Hello, my name is XXXXX XXXXX it is my pleasure to assist you with your question today.


Hi Ben

Ben Jones :

Please note that as a practising solicitor I am often in and out of meetings, travelling, or even at court when I pick your question up. This may even occur at evenings and weekends. Therefore, I apologise in advance if there is a slight delay in getting back to you. Rest assured that I am dealing with your query and will respond ASAP. You do not have to wait here and you will receive an email as soon as I have responded. For now please let me know how long she has worked for you?


almost 3 years

Ben Jones :

Many thanks for your patience.
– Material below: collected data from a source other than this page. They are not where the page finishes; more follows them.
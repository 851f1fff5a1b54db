//! Plain data shared by the session components.

mod answers;
mod file;
mod phase;
mod question;

pub use answers::AnswerMap;
pub use file::{UploadedFile, display_name};
pub use phase::SessionPhase;
pub use question::{OPTION_COUNT, QuestionRecord};
use ratatui::{
    prelude::*,
    widgets::{Block, Borders, Padding, Paragraph},
};

use crate::app::App;
use crate::scorer::{self, Score};

use super::OPTION_LABELS;

const QUESTION_PREVIEW_LENGTH: usize = 55;

pub fn render(frame: &mut Frame, area: Rect, app: &App) {
    let Some(score) = app.session().score() else {
        return;
    };

    let chunks = Layout::vertical([
        Constraint::Length(1),
        Constraint::Length(6),
        Constraint::Fill(1),
        Constraint::Length(2),
    ])
    .margin(1)
    .split(area);

    render_score_summary(frame, chunks[1], score);
    render_question_breakdown(frame, chunks[2], app);
    render_controls(frame, chunks[3]);
}

fn grade_color(percentage: u32) -> Color {
    match percentage {
        90..=100 => Color::Green,
        70..=89 => Color::Cyan,
        50..=69 => Color::Yellow,
        _ => Color::Red,
    }
}

fn render_score_summary(frame: &mut Frame, area: Rect, score: Score) {
    let percentage = score.percentage();
    let content = vec![
        Line::from(""),
        Line::from(Span::styled(
            "RESULTS",
            Style::default().fg(Color::Magenta).bold(),
        )),
        Line::from(""),
        Line::from(Span::styled(
            format!("{} / {}  ({}%)", score.correct, score.total, percentage),
            Style::default().fg(grade_color(percentage)).bold(),
        )),
        Line::from(""),
    ];

    let widget = Paragraph::new(content).alignment(Alignment::Center).block(
        Block::default()
            .borders(Borders::BOTTOM)
            .border_style(Color::DarkGray),
    );
    frame.render_widget(widget, area);
}

fn render_question_breakdown(frame: &mut Frame, area: Rect, app: &App) {
    let questions = app.session().questions();
    let answers = app.session().answers();
    let muted = Style::default().fg(Color::DarkGray);

    let mut lines: Vec<Line> = Vec::with_capacity(questions.len() * 2);
    for (index, question) in questions.iter().enumerate() {
        let correct = scorer::is_correct(questions, answers, index);
        let (symbol, color) = if correct {
            ("+", Color::Green)
        } else {
            ("-", Color::Red)
        };

        lines.push(Line::from(vec![
            Span::styled(format!(" {symbol} "), Style::default().fg(color)),
            Span::styled(format!("{:2}. ", index + 1), muted),
            Span::styled(truncate_question(question.question()), Style::default().fg(Color::Gray)),
        ]));

        let answer = format!(
            "answer {}. {}",
            OPTION_LABELS[question.correct()],
            question.correct_option()
        );
        let detail = match answers.get(index) {
            _ if correct => vec![Span::styled(answer, Style::default().fg(Color::Green))],
            Some(given) => vec![
                Span::styled(
                    format!("you {}. {}", OPTION_LABELS[given], question.options()[given]),
                    Style::default().fg(Color::Red),
                ),
                Span::styled("  ·  ", muted),
                Span::styled(answer, Style::default().fg(Color::Green)),
            ],
            None => vec![
                Span::styled("unanswered", muted),
                Span::styled("  ·  ", muted),
                Span::styled(answer, Style::default().fg(Color::Green)),
            ],
        };
        let mut detail_line = vec![Span::raw("       ")];
        detail_line.extend(detail);
        lines.push(Line::from(detail_line));
    }

    let widget = Paragraph::new(lines)
        .block(Block::default().padding(Padding::horizontal(1)))
        .scroll((app.result_scroll() as u16, 0));
    frame.render_widget(widget, area);
}

fn truncate_question(text: &str) -> String {
    let char_count = text.chars().count();
    if char_count > QUESTION_PREVIEW_LENGTH {
        let truncated: String = text.chars().take(QUESTION_PREVIEW_LENGTH).collect();
        format!("{truncated}...")
    } else {
        text.to_string()
    }
}

fn render_controls(frame: &mut Frame, area: Rect) {
    let widget = Paragraph::new("j/k scroll  ·  r new quiz  ·  q quit")
        .alignment(Alignment::Center)
        .fg(Color::DarkGray);
    frame.render_widget(widget, area);
}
First of all as she has been diagnosed with cancer she is automatically classified as being disabled and that places a number of expectations on you as her employer.


You will have a duty to make reasonable adjustments if she is likely to be placed at a substantial disadvantage when performing her job.


What amounts to ‘reasonable adjustments’ can have a wide interpretation and often depends on the individual circumstances. Below are some examples of what could amount to a reasonable adjustment:

  • altering the employee’s hours of work;

  • allowing the employee to be absent during working hours for rehabilitation, assessment or treatment connected to their disability;

  • acquiring or modifying specialist equipment;

  • providing supervision or other support.


What is reasonable will depend on the circumstances and if personally these adjustments are not reasonable, taking into account your position and other commitments then you would not be expected to implement them as long as you can justify why they are not reasonable in this specific case.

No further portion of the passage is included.